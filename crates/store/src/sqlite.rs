use std::collections::BTreeSet;
use std::str::FromStr;

use async_trait::async_trait;
use chrono::{DateTime, Utc};
use sqlx::sqlite::{SqlitePoolOptions, SqliteRow};
use sqlx::{Row, SqlitePool};
use tracing::{debug, info};

use common::{CloseReason, Direction, Error, PricePlan, Result, TargetLevel, TradeStatus};
use engine::{TradeLifecycle, TradeStore};

/// Trades in a SQLite table (see `migrations/`).
pub struct SqliteTradeStore {
    db: SqlitePool,
}

impl SqliteTradeStore {
    /// Open the database and apply pending migrations.
    pub async fn connect(database_url: &str) -> Result<Self> {
        // One connection: SQLite has a single writer and `sqlite::memory:`
        // gives every connection its own database.
        let db = SqlitePoolOptions::new()
            .max_connections(1)
            .connect(database_url)
            .await?;
        sqlx::migrate!("../../migrations")
            .run(&db)
            .await
            .map_err(|e| Error::Persistence(format!("migration failed: {e}")))?;
        info!(database_url, "Trade database ready");
        Ok(Self { db })
    }

    pub fn pool(&self) -> &SqlitePool {
        &self.db
    }
}

#[async_trait]
impl TradeStore for SqliteTradeStore {
    async fn save_all(&self, trades: &[TradeLifecycle]) -> Result<()> {
        let mut tx = self.db.begin().await?;
        sqlx::query("DELETE FROM trades").execute(&mut *tx).await?;

        for trade in trades {
            let plan = &trade.plan;
            sqlx::query(
                r#"
                INSERT INTO trades (
                    id, symbol, direction, status, close_reason, confidence,
                    reference_price, entry_zone_1, entry_zone_2, initial_stop,
                    target_1, target_2, target_3, pip_size, stop_loss, triggered,
                    close_price, pips_result, created_at, activated_at, closed_at
                )
                VALUES (?1, ?2, ?3, ?4, ?5, ?6, ?7, ?8, ?9, ?10, ?11, ?12, ?13, ?14,
                        ?15, ?16, ?17, ?18, ?19, ?20, ?21)
                "#,
            )
            .bind(&trade.id)
            .bind(&trade.symbol)
            .bind(trade.direction)
            .bind(trade.status)
            .bind(trade.close_reason)
            .bind(trade.confidence)
            .bind(plan.reference_price)
            .bind(plan.entry_zone_1)
            .bind(plan.entry_zone_2)
            .bind(plan.stop_loss)
            .bind(plan.targets[0])
            .bind(plan.targets[1])
            .bind(plan.targets[2])
            .bind(plan.pip_size)
            .bind(trade.stop_loss)
            .bind(encode_triggered(trade))
            .bind(trade.close_price)
            .bind(trade.pips_result())
            .bind(trade.created_at.to_rfc3339())
            .bind(trade.activated_at.map(|t| t.to_rfc3339()))
            .bind(trade.closed_at.map(|t| t.to_rfc3339()))
            .execute(&mut *tx)
            .await?;
        }

        tx.commit().await?;
        debug!(trades = trades.len(), "Trades saved to SQLite");
        Ok(())
    }

    async fn load_all(&self) -> Result<Vec<TradeLifecycle>> {
        let rows = sqlx::query("SELECT * FROM trades ORDER BY created_at, id")
            .fetch_all(&self.db)
            .await?;
        rows.iter().map(decode_row).collect()
    }
}

fn encode_triggered(trade: &TradeLifecycle) -> String {
    trade
        .triggered
        .iter()
        .map(|t| t.to_string())
        .collect::<Vec<_>>()
        .join(",")
}

fn decode_row(row: &SqliteRow) -> Result<TradeLifecycle> {
    let direction: Direction = row.try_get("direction")?;
    let plan = PricePlan::new(
        direction,
        row.try_get("reference_price")?,
        [row.try_get("entry_zone_1")?, row.try_get("entry_zone_2")?],
        row.try_get("initial_stop")?,
        [
            row.try_get("target_1")?,
            row.try_get("target_2")?,
            row.try_get("target_3")?,
        ],
        row.try_get("pip_size")?,
    );

    let triggered: String = row.try_get("triggered")?;
    let triggered: BTreeSet<TargetLevel> = triggered
        .split(',')
        .filter(|s| !s.is_empty())
        .map(TargetLevel::from_str)
        .collect::<Result<_>>()?;

    Ok(TradeLifecycle {
        id: row.try_get("id")?,
        symbol: row.try_get("symbol")?,
        direction,
        plan,
        stop_loss: row.try_get("stop_loss")?,
        triggered,
        status: row.try_get::<TradeStatus, _>("status")?,
        close_reason: row.try_get::<Option<CloseReason>, _>("close_reason")?,
        close_price: row.try_get("close_price")?,
        confidence: row.try_get("confidence")?,
        created_at: parse_time(&row.try_get::<String, _>("created_at")?)?,
        activated_at: parse_optional_time(row.try_get("activated_at")?)?,
        closed_at: parse_optional_time(row.try_get("closed_at")?)?,
    })
}

fn parse_time(raw: &str) -> Result<DateTime<Utc>> {
    DateTime::parse_from_rfc3339(raw)
        .map(|t| t.with_timezone(&Utc))
        .map_err(|e| Error::Persistence(format!("bad timestamp '{raw}': {e}")))
}

fn parse_optional_time(raw: Option<String>) -> Result<Option<DateTime<Utc>>> {
    raw.as_deref().map(parse_time).transpose()
}

#[cfg(test)]
mod tests {
    use super::*;
    use chrono::Duration;

    async fn memory_store() -> SqliteTradeStore {
        SqliteTradeStore::connect("sqlite::memory:").await.unwrap()
    }

    fn sell_trade() -> TradeLifecycle {
        let plan = PricePlan::new(
            Direction::Sell,
            151.25,
            [151.325, 151.45],
            151.75,
            [150.95, 150.7, 150.325],
            0.01,
        );
        TradeLifecycle::open("USDJPY", plan, 90.0, Utc::now())
    }

    #[tokio::test]
    async fn empty_database_loads_nothing() {
        let store = memory_store().await;
        assert!(store.load_all().await.unwrap().is_empty());
    }

    #[tokio::test]
    async fn round_trips_progressed_trades() {
        let store = memory_store().await;
        let now = Utc::now();

        let mut active = sell_trade();
        active.on_price(150.9, true, now);
        assert_eq!(active.triggered.len(), 1);

        let mut closed = sell_trade();
        closed.id = "USDJPY_closed".into();
        closed.created_at = now - Duration::hours(3);
        closed.close_manually(151.0, now).unwrap();

        store.save_all(&[active.clone(), closed.clone()]).await.unwrap();
        let loaded = store.load_all().await.unwrap();

        assert_eq!(loaded.len(), 2);
        // Ordered by creation time.
        assert_eq!(loaded[0].id, "USDJPY_closed");
        assert_eq!(loaded[0].close_reason, Some(CloseReason::Manual));
        assert_eq!(loaded[0].pips_result(), closed.pips_result());
        assert_eq!(loaded[1].stop_loss, active.stop_loss);
        assert_eq!(loaded[1].triggered, active.triggered);
        assert_eq!(loaded[1].plan, active.plan);
        assert_eq!(loaded[1].status, TradeStatus::Active);
    }

    #[tokio::test]
    async fn reopened_symbol_in_same_instant_saves() {
        let store = memory_store().await;
        let now = Utc::now();
        let plan = sell_trade().plan;

        let mut stopped = TradeLifecycle::open("USDJPY", plan.clone(), 90.0, now);
        stopped.on_price(151.8, true, now);
        assert!(!stopped.is_open());
        let reopened = TradeLifecycle::open("USDJPY", plan, 90.0, now);
        assert_ne!(stopped.id, reopened.id);

        store.save_all(&[stopped.clone(), reopened.clone()]).await.unwrap();
        let ids: Vec<String> = store
            .load_all()
            .await
            .unwrap()
            .into_iter()
            .map(|t| t.id)
            .collect();
        assert_eq!(ids.len(), 2);
        assert!(ids.contains(&stopped.id));
        assert!(ids.contains(&reopened.id));
    }

    #[tokio::test]
    async fn save_replaces_previous_collection() {
        let store = memory_store().await;
        let first = sell_trade();
        store.save_all(&[first]).await.unwrap();

        let mut second = sell_trade();
        second.id = "USDJPY_2".into();
        store.save_all(&[second]).await.unwrap();

        let loaded = store.load_all().await.unwrap();
        assert_eq!(loaded.len(), 1);
        assert_eq!(loaded[0].id, "USDJPY_2");
    }
}
pub mod analyzer;
pub mod config;
pub mod consensus;
pub mod indicators;

pub use analyzer::TimeframeAnalyzer;
pub use config::SignalFileConfig;
pub use consensus::{mean_strength, ConsensusEngine};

----

__INSTRUCTIONS TO FOLLOW__
If a line in the records contains the word "query", copy it.

__RESULT FOR THIS TASK__
        sqlx::query("DELETE FROM trades").execute(&mut *tx).await?;
            sqlx::query(
        let rows = sqlx::query("SELECT * FROM trades ORDER BY created_at, id")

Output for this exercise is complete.